Summarized workflow of Breg-based therapy for kidney transplanted patients, steps and points of concern.

Breg homeostasis appears to be a cornerstone for immune regulation and tolerance, so several tactics are being approached to reestablish the equilibrium lost in several pathological situations.

One approach is to boost natural Breg populations in patients. Regardless of the limited knowledge of markers, there is already a description of the effect of every immunosuppressant used in kidney transplantation and other anti-inflammatory drugs on Breg populations, allowing for a possible optimization of Breg-induced tolerance.

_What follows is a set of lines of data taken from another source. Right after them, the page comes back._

//! Access gate for cluster resource kinds.
//!
//! Every node file operation asks the gate about the resource kinds it is
//! about to touch before talking to the cluster. The built-in gate denies
//! kinds listed in the `denied_resources` section of the static config.

use std::fmt;

use serde::Deserialize;
use tracing::debug;

use crate::error::NodeFilesError;

/// Group, version and kind of a cluster resource.
#[derive(Debug, Clone, PartialEq, Eq, Hash, Deserialize)]
pub struct GroupVersionKind {
    /// API group; empty for the core group.
    #[serde(default)]
    pub group: String,
    /// API version, e.g. `v1`.
    pub version: String,
    /// Resource kind; empty in a denial entry means every kind in the group/version.
    #[serde(default)]
    pub kind: String,
}

impl GroupVersionKind {
    /// Creates a new group/version/kind triple.
    #[must_use]
    pub fn new(group: impl Into<String>, version: impl Into<String>, kind: impl Into<String>) -> Self {
        Self {
            group: group.into(),
            version: version.into(),
            kind: kind.into(),
        }
    }

    /// The core `v1` Pod kind used by sandbox pods.
    #[must_use]
    pub fn pod() -> Self {
        Self::new("", "v1", "Pod")
    }

    /// Returns true if `self`, read as a denial entry, covers `other`.
    #[must_use]
    pub fn covers(&self, other: &GroupVersionKind) -> bool {
        self.group == other.group
            && self.version == other.version
            && (self.kind.is_empty() || self.kind == other.kind)
    }
}

impl fmt::Display for GroupVersionKind {
    fn fmt(&self, f: &mut fmt::Formatter<'_>) -> fmt::Result {
        write!(f, "{}/{}, Kind={}", self.group, self.version, self.kind)
    }
}

/// Authorizes resource kinds before any cluster interaction.
pub trait AccessGate: Send + Sync {
    /// Returns `Ok` if the kind may be used, or `AccessDenied` naming it.
    ///
    /// # Errors
    ///
    /// Returns `NodeFilesError::AccessDenied` if the kind is rejected.
    fn check(&self, gvk: &GroupVersionKind) -> Result<(), NodeFilesError>;
}

/// Gate that rejects every kind matched by a deny list.
#[derive(Debug, Clone, Default)]
pub struct DeniedResources {
    denied: Vec<GroupVersionKind>,
}

impl DeniedResources {
    /// Creates a gate from a deny list.
    #[must_use]
    pub fn new(denied: Vec<GroupVersionKind>) -> Self {
        Self { denied }
    }

    /// A gate that allows everything.
    #[must_use]
    pub fn allow_all() -> Self {
        Self::default()
    }
}

impl AccessGate for DeniedResources {
    fn check(&self, gvk: &GroupVersionKind) -> Result<(), NodeFilesError> {
        if self.denied.iter().any(|entry| entry.covers(gvk)) {
            debug!(resource = %gvk, "Resource denied by access gate");
            return Err(NodeFilesError::AccessDenied {
                resource: gvk.to_string(),
            });
        }
        Ok(())
    }
}
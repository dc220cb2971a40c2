//! End-to-end runs of the refresh pipeline on temporary directories.

use std::fs::{self, File};
use std::io::Write;
use std::path::Path;

use statrefresh::config::outputs;
use statrefresh::{
    read_csv_file, run_pipeline, InputFiles, LoadError, PipelineConfig, PipelineError, Step,
};
use tempfile::{tempdir, TempDir};
use zip::write::SimpleFileOptions;

const WIDE: &str = "\"Data Source\",\"World Development Indicators\",\n\
\n\
\"Last Updated Date\",\"2024-06-28\",\n\
\n\
\"Country Name\",\"Country Code\",\"Indicator Name\",\"Indicator Code\",\"2019\",\"2020\",\"2021\",\n\
\"Korea, Rep.\",\"KOR\",\"GDP (current US$)\",\"NY.GDP.MKTP.CD\",\"100\",\"200\",\"210\",\n\
\"Korea, Rep.\",\"KOR\",\"Population, total\",\"SP.POP.TOTL\",\"51\",\"\",\"52\",\n";

const COUNTRY_META: &str = "\"Country Code\",\"Region\",\"IncomeGroup\",\"SpecialNotes\",\"TableName\",\n\
\"KOR\",\"East Asia & Pacific\",\"High income\",\"\",\"Korea, Rep.\",\n";

const INDICATOR_META: &str = "\"INDICATOR_CODE\",\"INDICATOR_NAME\",\"SOURCE_NOTE\",\"SOURCE_ORGANIZATION\",\n\
\"NY.GDP.MKTP.CD\",\"GDP (current US$)\",\"GDP at purchaser's prices\",\"World Bank\",\n";

const MUNICIPAL_STATS: &str = "Code,Name,Population\n11,Seoul,9668465\n21,Busan,3349016\n";

fn write_docx(path: &Path, paragraphs: &[&str]) {
    let body: String = paragraphs
        .iter()
        .map(|p| {
            let runs: Vec<String> = p
                .split('\t')
                .map(|part| format!("<w:r><w:t xml:space=\"preserve\">{}</w:t></w:r>", part))
                .collect();
            format!("<w:p>{}</w:p>", runs.join("<w:r><w:tab/></w:r>"))
        })
        .collect();
    let xml = format!(
        "<?xml version=\"1.0\" encoding=\"UTF-8\"?><w:document xmlns:w=\"http://schemas.openxmlformats.org/wordprocessingml/2006/main\"><w:body>{}</w:body></w:document>",
        body
    );

    let mut zip = zip::ZipWriter::new(File::create(path).unwrap());
    zip.start_file("word/document.xml", SimpleFileOptions::default())
        .unwrap();
    zip.write_all(xml.as_bytes()).unwrap();
    zip.finish().unwrap();
}

/// Raw dir with every input; the municipal stats are a CSV so the test does
/// not need a workbook writer.
fn setup(indicator_meta: &str) -> (TempDir, PipelineConfig) {
    let root = tempdir().unwrap();
    let raw = root.path().join("raw");
    fs::create_dir_all(&raw).unwrap();

    let inputs = InputFiles {
        municipal_stats: "municipal_stats.csv".to_string(),
        ..InputFiles::default()
    };

    fs::write(raw.join(&inputs.indicators), WIDE).unwrap();
    fs::write(raw.join(&inputs.country_metadata), COUNTRY_META).unwrap();
    fs::write(raw.join(&inputs.indicator_metadata), indicator_meta).unwrap();
    fs::write(raw.join(&inputs.municipal_stats), MUNICIPAL_STATS).unwrap();
    write_docx(
        &raw.join(&inputs.municipalities),
        &["Municipality list", "11\tSeoul", "no tab here", "21\t Busan "],
    );

    let config = PipelineConfig::new(raw, root.path().join("processed"), "owner/slug").with_inputs(inputs);
    (root, config)
}

fn indicator_meta_with_spaced_headers() -> String {
    INDICATOR_META
        .replace("INDICATOR_CODE", "Indicator Code")
        .replace("INDICATOR_NAME", "Indicator Name")
}

#[test]
fn test_full_run_writes_every_output() {
    let (_root, config) = setup(&indicator_meta_with_spaced_headers());

    let report = run_pipeline(&config).unwrap();

    let names: Vec<&str> = report.outputs.iter().map(|o| o.name.as_str()).collect();
    assert_eq!(
        names,
        vec![
            outputs::INDICATORS,
            outputs::COUNTRY_METADATA,
            outputs::INDICATOR_METADATA,
            outputs::MUNICIPAL_STATS,
            outputs::MUNICIPALITY_METADATA,
            outputs::MERGED_DATASET,
        ]
    );
    for output in &report.outputs {
        assert!(output.path.is_file(), "{} missing", output.name);
    }
}

#[test]
fn test_indicators_output() {
    let (_root, config) = setup(&indicator_meta_with_spaced_headers());
    run_pipeline(&config).unwrap();

    let text = fs::read_to_string(config.processed_path(outputs::INDICATORS)).unwrap();
    assert_eq!(
        text,
        "Country Name,Country Code,Indicator Name,Indicator Code,Year,Value\n\
\"Korea, Rep.\",KOR,GDP (current US$),NY.GDP.MKTP.CD,2020,200\n\
\"Korea, Rep.\",KOR,\"Population, total\",SP.POP.TOTL,2020,\n\
\"Korea, Rep.\",KOR,GDP (current US$),NY.GDP.MKTP.CD,2021,210\n\
\"Korea, Rep.\",KOR,\"Population, total\",SP.POP.TOTL,2021,52\n"
    );
}

#[test]
fn test_normalized_outputs() {
    let (_root, config) = setup(&indicator_meta_with_spaced_headers());
    run_pipeline(&config).unwrap();

    let countries = read_csv_file(&config.processed_path(outputs::COUNTRY_METADATA), 0).unwrap();
    assert_eq!(countries.headers()[0], "CountryCode");
    assert_eq!(countries.len(), 1);
    // Only the wide indicator file loses its trailing-delimiter column.
    assert_eq!(countries.headers().last().map(String::as_str), Some("Unnamed: 5"));

    let indicators = read_csv_file(&config.processed_path(outputs::INDICATOR_METADATA), 0).unwrap();
    assert_eq!(&indicators.headers()[..2], &["IndCode", "IndName"]);

    let stats = read_csv_file(&config.processed_path(outputs::MUNICIPAL_STATS), 0).unwrap();
    assert_eq!(stats.headers()[0], "MunicipalityCode");
    assert_eq!(stats.len(), 2);

    let municipalities = fs::read_to_string(config.processed_path(outputs::MUNICIPALITY_METADATA)).unwrap();
    assert_eq!(municipalities, "MunicipalityCode,MunicipalityName\n11,Seoul\n21,Busan\n");
}

#[test]
fn test_merged_dataset() {
    let (_root, config) = setup(&indicator_meta_with_spaced_headers());
    let report = run_pipeline(&config).unwrap();

    let merged = read_csv_file(&config.processed_path(outputs::MERGED_DATASET), 0).unwrap();

    // Only the GDP indicator has metadata; municipal columns stay empty
    // because the indicator rows carry no municipality code.
    assert_eq!(merged.len(), 2);
    assert_eq!(report.get(outputs::MERGED_DATASET).unwrap().rows, 2);
    assert_eq!(merged.get(0, "Region"), Some("East Asia & Pacific"));
    assert_eq!(merged.get(0, "IndName"), Some("GDP (current US$)"));
    assert_eq!(merged.get(0, "MunicipalityCode"), None);
    assert_eq!(merged.get(0, "Population"), None);
    assert!(merged.column_index("Name").is_some());
}

#[test]
fn test_rerun_is_byte_identical() {
    let (_root, config) = setup(&indicator_meta_with_spaced_headers());

    run_pipeline(&config).unwrap();
    let first = fs::read(config.processed_path(outputs::MERGED_DATASET)).unwrap();
    run_pipeline(&config).unwrap();
    let second = fs::read(config.processed_path(outputs::MERGED_DATASET)).unwrap();

    assert_eq!(first, second);
}

#[test]
fn test_unmatched_indicator_key_yields_empty_merge() {
    // Metadata keyed by INDICATOR_CODE: the rename is a no-op and the join
    // matches nothing, without failing the run.
    let (_root, config) = setup(INDICATOR_META);

    let report = run_pipeline(&config).unwrap();
    assert_eq!(report.get(outputs::MERGED_DATASET).unwrap().rows, 0);

    let merged = fs::read_to_string(config.processed_path(outputs::MERGED_DATASET)).unwrap();
    assert_eq!(merged.lines().count(), 1);
}

#[test]
fn test_missing_raw_file_fails_load_step() {
    let (_root, config) = setup(&indicator_meta_with_spaced_headers());
    fs::remove_file(config.raw_path(&config.inputs.municipalities)).unwrap();

    let err = run_pipeline(&config).unwrap_err();
    assert_eq!(err.step(), Step::Load);
    assert!(matches!(err, PipelineError::Load(LoadError::MissingFile { .. })));
    assert!(err.to_string().contains("AAA Municipality.docx"));
}

#[test]
fn test_malformed_year_fails_before_writing() {
    let (_root, config) = setup(&indicator_meta_with_spaced_headers());
    let broken = WIDE.replace("\"2021\"", "\"Notes\"");
    fs::write(config.raw_path(&config.inputs.indicators), broken).unwrap();

    let err = run_pipeline(&config).unwrap_err();
    assert_eq!(err.step(), Step::Reshape);
    assert!(!config.processed_path(outputs::INDICATORS).exists());
}
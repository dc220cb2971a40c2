//! Spreadsheet loader: the first worksheet of a workbook as a [`Table`].

use calamine::{open_workbook_auto, Data, Reader};
use std::path::Path;

use super::ensure_exists;
use crate::error::{LoadError, LoadResult};
use crate::table::{Cell, Table};

/// Read the first sheet of an `.xls`, `.xlsx`, `.xlsm` or `.ods` workbook.
///
/// The first row is the header. Whole-number floats are rendered without a
/// fractional part so numeric codes stay joinable as text (`11.0` -> `11`).
pub fn read_spreadsheet(path: &Path) -> LoadResult<Table> {
    ensure_exists(path)?;

    let spreadsheet_err = |message: String| LoadError::Spreadsheet {
        path: path.to_path_buf(),
        message,
    };

    let mut workbook = open_workbook_auto(path).map_err(|e| spreadsheet_err(e.to_string()))?;
    let range = workbook
        .worksheet_range_at(0)
        .ok_or_else(|| spreadsheet_err("workbook has no sheets".to_string()))?
        .map_err(|e| spreadsheet_err(e.to_string()))?;

    let mut rows = range.rows();
    let headers: Vec<String> = match rows.next() {
        Some(header_row) => header_row
            .iter()
            .enumerate()
            .map(|(i, c)| data_to_cell(c).unwrap_or_else(|| format!("Unnamed: {}", i)))
            .collect(),
        None => {
            return Err(LoadError::NoHeaders {
                path: path.to_path_buf(),
            })
        }
    };

    let mut table = Table::new(headers);
    for row in rows {
        table.push_row(row.iter().map(data_to_cell).collect());
    }
    Ok(table)
}

/// Render one spreadsheet cell as text.
pub fn data_to_cell(data: &Data) -> Cell {
    match data {
        Data::Empty => None,
        Data::String(s) if s.is_empty() => None,
        Data::String(s) => Some(s.clone()),
        Data::Float(f) => Some(format_float(*f)),
        Data::Int(i) => Some(i.to_string()),
        Data::Bool(b) => Some(if *b { "True" } else { "False" }.to_string()),
        other => Some(other.to_string()),
    }
}

fn format_float(f: f64) -> String {
    if f.is_finite() && f.fract() == 0.0 && f.abs() < 1e15 {
        format!("{}", f as i64)
    } else {
        f.to_string()
    }
}
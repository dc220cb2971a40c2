//! CSV sink for processed tables.
//!
//! UTF-8, comma-delimited, header row, no row index. Missing cells are
//! written as empty fields. Existing files are overwritten.

use std::io::Write;
use std::path::Path;

use crate::error::{SinkError, SinkResult};
use crate::table::Table;

/// Serialize `table` as CSV into any writer.
pub fn write_csv<W: Write>(table: &Table, writer: W) -> csv::Result<()> {
    let mut wtr = csv::WriterBuilder::new()
        .delimiter(b',')
        .flexible(false)
        .from_writer(writer);

    if table.width() > 0 {
        wtr.write_record(table.headers())?;
        for row in table.rows() {
            wtr.write_record(row.iter().map(|c| c.as_deref().unwrap_or("")))?;
        }
    }

    wtr.flush()?;
    Ok(())
}

/// Write `table` to `path`, replacing any existing file.
pub fn write_table(table: &Table, path: &Path) -> SinkResult<()> {
    let file = std::fs::File::create(path).map_err(|source| SinkError::Io {
        path: path.to_path_buf(),
        source,
    })?;

    write_csv(table, std::io::BufWriter::new(file)).map_err(|source| SinkError::Csv {
        path: path.to_path_buf(),
        source,
    })
}

#[cfg(test)]
mod tests {
    use super::*;
    use crate::table::cell;
    use std::fs;
    use tempfile::tempdir;

    fn sample() -> Table {
        Table::from_rows(
            vec!["Country Name".into(), "Year".into(), "Value".into()],
            vec![
                vec![cell("Korea, Rep."), cell("2020"), cell("200")],
                vec![cell("Korea, Rep."), cell("2021"), None],
            ],
        )
    }

    #[test]
    fn test_missing_cells_written_empty() {
        let mut buf = Vec::new();
        write_csv(&sample(), &mut buf).unwrap();

        let text = String::from_utf8(buf).unwrap();
        assert_eq!(
            text,
            "Country Name,Year,Value\n\"Korea, Rep.\",2020,200\n\"Korea, Rep.\",2021,\n"
        );
    }

    #[test]
    fn test_overwrites_existing_file() {
        let dir = tempdir().unwrap();
        let path = dir.path().join("indicators.csv");
        fs::write(&path, "stale content that is longer than the new file\n".repeat(20)).unwrap();

        write_table(&Table::new(vec!["a".into()]), &path).unwrap();
        assert_eq!(fs::read_to_string(&path).unwrap(), "a\n");
    }

    #[test]
    fn test_unwritable_path_is_fatal() {
        let dir = tempdir().unwrap();
        let path = dir.path().join("no-such-dir").join("out.csv");

        let err = write_table(&sample(), &path).unwrap_err();
        assert!(matches!(err, SinkError::Io { .. }));
    }

    #[test]
    fn test_same_input_same_bytes() {
        let mut first = Vec::new();
        let mut second = Vec::new();
        write_csv(&sample(), &mut first).unwrap();
        write_csv(&sample(), &mut second).unwrap();
        assert_eq!(first, second);
    }
}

In this line, some immunosuppressants such as Belatacept or Campath, have shown to boost Breg in kidney transplant patients.

Such Breg boosting therapies could be coadjuvant of cellular therapies with MSC or Tregs which have shown capacity to induce Bregs in kidney transplant patients. TolDC have shown similar results in diabetic patients, but have not been tested in clinical trials for kidney transplant. Furthermore, indirect metabolic interventions are slowly gaining track on the field, with increasing publications about the role of gut microbiota and dysbiosis in the maintenance of homeostasis and immune balance, opening new fields of research and clinical research.

On the other hand, Breg application as adoptive cellular therapy is a contentious topic, with no clinical trials on the horizon, due to their difficult identification and expansion. In human, Breg are niche populations in peripheral blood with low expression, with most of them being localized in the spleen, so in vitro expansion would be necessary to achieve significant therapeutic effects. The lack of consensus on several key points such as; Breg signature, antigen specificity, alloreactivity, expansion system, stability after administration and dosage, would be critical in the efficacy of such therapy.

In recent years, there has been extensive progress in the understanding of Bregs, many researchers are pursuing the definitive human Breg signature, however this seems rather utopic. Many different markers have been associated to Bregs as reviewed in (Rosser and Mauri, 2015; Shang et al., 2020; Catalán et al., 2021), highlighting the fact that they are found across all B cell subsets.

The differences in phenotype and in secreted factors is not just a make-up signature but it affects Bregs’ mechanism of action, claiming for proper read-outs for the regulatory activity of Bregs. For long time, IL-10 has been the gold-standard to discern between regulatory and non-regulatory B cells, but evidence has shown that, on one hand IL-10 alone is not enough to truly describe Bregs and iBregs, as IL-10 is also an activation marker, and the ratio between inflammatory markers and IL10 (anti-inflammatory cytokine) might be the real hallmark of Bregs. On the other hand, other secreted factors such as GZMB or the expression of FasL or PD-L1 have also been described as key markers of Bregs and iBregs, opening new doors for their mechanistic paths of regulation.

However, the development of improved in vitro Bregs induction systems from human B cells, such as the use of SCFAs or MSCs, opens up the possibility of re-educating the patient’s B cells towards a regulatory phenotype and presents a small ray of hope in the context of adoptive Bregs therapy. The ideal in vitro induction system should generate, from donor B cells, a sufficient number of iBregs with a stable phenotype and a demonstrable immunodulatory capacity.